Looking back, looking on

IZ ****


YOU COULD say that it moves across familiar territory, this latest show from the writer-director team of Oliver Emanuel and Daniel Bye, also known as Silver Tongue Theatre. There are three thirtysomething guys in suits, bound together by a relationship formed in their youth; they endlessly revisit that time in memory, while life moves on, and confronts them with the reality of loss. The twist is that they are linked not by conventional friendship, but by their love for the same woman, Iz. Now Iz is dead; and their memories, their ways of grieving, tell us something both contemporary and timeless about the way men love women, or learn how to stop loving, and move on.
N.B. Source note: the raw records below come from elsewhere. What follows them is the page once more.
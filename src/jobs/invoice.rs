//! Invoice

use jiff::Timestamp;
use rust_decimal::Decimal;
use serde::{Deserialize, Serialize};
use thiserror::Error;

use crate::{
    jobs::{job::Job, status::JobStatus},
    money::round_cents,
};

/// Errors raised while pricing or authorizing a job.
#[derive(Debug, Error, PartialEq, Eq)]
pub enum InvoiceError {
    /// No line items were given.
    #[error("an invoice needs at least one line item")]
    EmptyInvoice,

    /// The items sum to zero or less.
    #[error("invoice total must be positive, got {0}")]
    NonPositiveTotal(Decimal),

    /// Closed jobs cannot be re-priced.
    #[error("job is closed and cannot be re-authorized")]
    AlreadyClosed,

    /// Re-pricing below what has already been collected would break the ledger.
    #[error("new price {price} does not exceed the {paid} already paid")]
    BelowAmountPaid {
        /// Proposed price.
        price: Decimal,
        /// Sum of recorded payments.
        paid: Decimal,
    },

    /// Tax rates are fractions in `[0, 1]`.
    #[error("tax rate {0} must be between 0 and 1")]
    InvalidTaxRate(Decimal),
}

/// A billed line on the invoice.
#[derive(Debug, Clone, PartialEq, Eq, Serialize, Deserialize)]
pub struct LineItem {
    /// What was done or supplied.
    pub description: String,

    /// Price of the line.
    pub unit_price: Decimal,
}

impl LineItem {
    /// Create a line item.
    pub fn new(description: impl Into<String>, unit_price: Decimal) -> Self {
        Self {
            description: description.into(),
            unit_price,
        }
    }
}

/// Sales tax rate as a fraction, e.g. `0.075` for 7.5%.
#[derive(Debug, Clone, Copy, PartialEq, Eq)]
pub struct TaxRate(Decimal);

impl TaxRate {
    /// 7.5%
    pub const DEFAULT: Self = Self(Decimal::from_parts(75, 0, 0, false, 3));

    /// Validate a tax rate.
    ///
    /// # Errors
    ///
    /// Returns [`InvoiceError::InvalidTaxRate`] unless `0 <= rate <= 1`.
    pub fn new(rate: Decimal) -> Result<Self, InvoiceError> {
        if rate.is_sign_negative() || rate > Decimal::ONE {
            return Err(InvoiceError::InvalidTaxRate(rate));
        }

        Ok(Self(rate))
    }

    /// The rate as a fraction.
    #[must_use]
    pub const fn as_decimal(self) -> Decimal {
        self.0
    }
}

impl Default for TaxRate {
    fn default() -> Self {
        Self::DEFAULT
    }
}

/// Computed invoice totals.
#[derive(Debug, Clone, Copy, PartialEq, Eq)]
pub struct InvoiceTotals {
    /// Sum of unit prices, unrounded.
    pub subtotal: Decimal,

    /// Tax rounded to the cent; zero when not taxable.
    pub tax: Decimal,

    /// `subtotal + tax`, rounded to the cent.
    pub price: Decimal,
}

/// Price a list of line items.
///
/// # Errors
///
/// - [`InvoiceError::EmptyInvoice`]: `line_items` is empty.
/// - [`InvoiceError::NonPositiveTotal`]: the resulting price is zero or negative.
pub fn totals(
    line_items: &[LineItem],
    taxable: bool,
    rate: TaxRate,
) -> Result<InvoiceTotals, InvoiceError> {
    if line_items.is_empty() {
        return Err(InvoiceError::EmptyInvoice);
    }

    let subtotal: Decimal = line_items.iter().map(|item| item.unit_price).sum();

    let tax = if taxable {
        round_cents(subtotal * rate.as_decimal())
    } else {
        Decimal::ZERO
    };

    let price = round_cents(subtotal + tax);

    if price <= Decimal::ZERO {
        return Err(InvoiceError::NonPositiveTotal(price));
    }

    Ok(InvoiceTotals {
        subtotal,
        tax,
        price,
    })
}

impl Job {
    /// Record a signed price and move the job to `Authorized`.
    ///
    /// Re-authorizing an `Authorized` job replaces the price and tax, so parts can be added
    /// after the first signature.
    ///
    /// # Errors
    ///
    /// - [`InvoiceError::AlreadyClosed`]: the job is closed.
    /// - [`InvoiceError::EmptyInvoice`] / [`InvoiceError::NonPositiveTotal`]: see [`totals`].
    /// - [`InvoiceError::BelowAmountPaid`]: payments already meet or exceed the new price.
    pub fn authorize(
        &mut self,
        line_items: Vec<LineItem>,
        taxable: bool,
        rate: TaxRate,
        now: Timestamp,
    ) -> Result<InvoiceTotals, InvoiceError> {
        if self.status.is_terminal() {
            return Err(InvoiceError::AlreadyClosed);
        }

        let totals = totals(&line_items, taxable, rate)?;
        let paid = self.total_paid();

        if !self.partial_payments.is_empty() && totals.price <= paid {
            return Err(InvoiceError::BelowAmountPaid {
                price: totals.price,
                paid,
            });
        }

        self.line_items = line_items;
        self.price = Some(totals.price);
        self.taxable = taxable;
        self.tax_amount = taxable.then_some(totals.tax);
        self.status = JobStatus::Authorized;

        if !self.partial_payments.is_empty() {
            self.payment_amount = Some(paid);
        }

        self.updated_at = now;

        Ok(totals)
    }
}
Emanuel’s script is a little hard-edged gem of linked-monologue writing, intercut with moments of direct dialogue and confrontation; it’s fast without being glib, intense without being overpitched, and given its full weight by Dan Bye’s clever production, which keeps each man in his own lonely space, his own magnetic field, even at their most intense moments of interaction.

Grae Cleugh, James Gitsham and Andrew Patfield deliver three pitch-perfect, beautifully paced performances. And what they give us, in the end, is a powerful meditation on how much we really know or remember anyone; and one of those rare shows that achieves a real sense of polish and assurance, without sacrificing either detail or depth.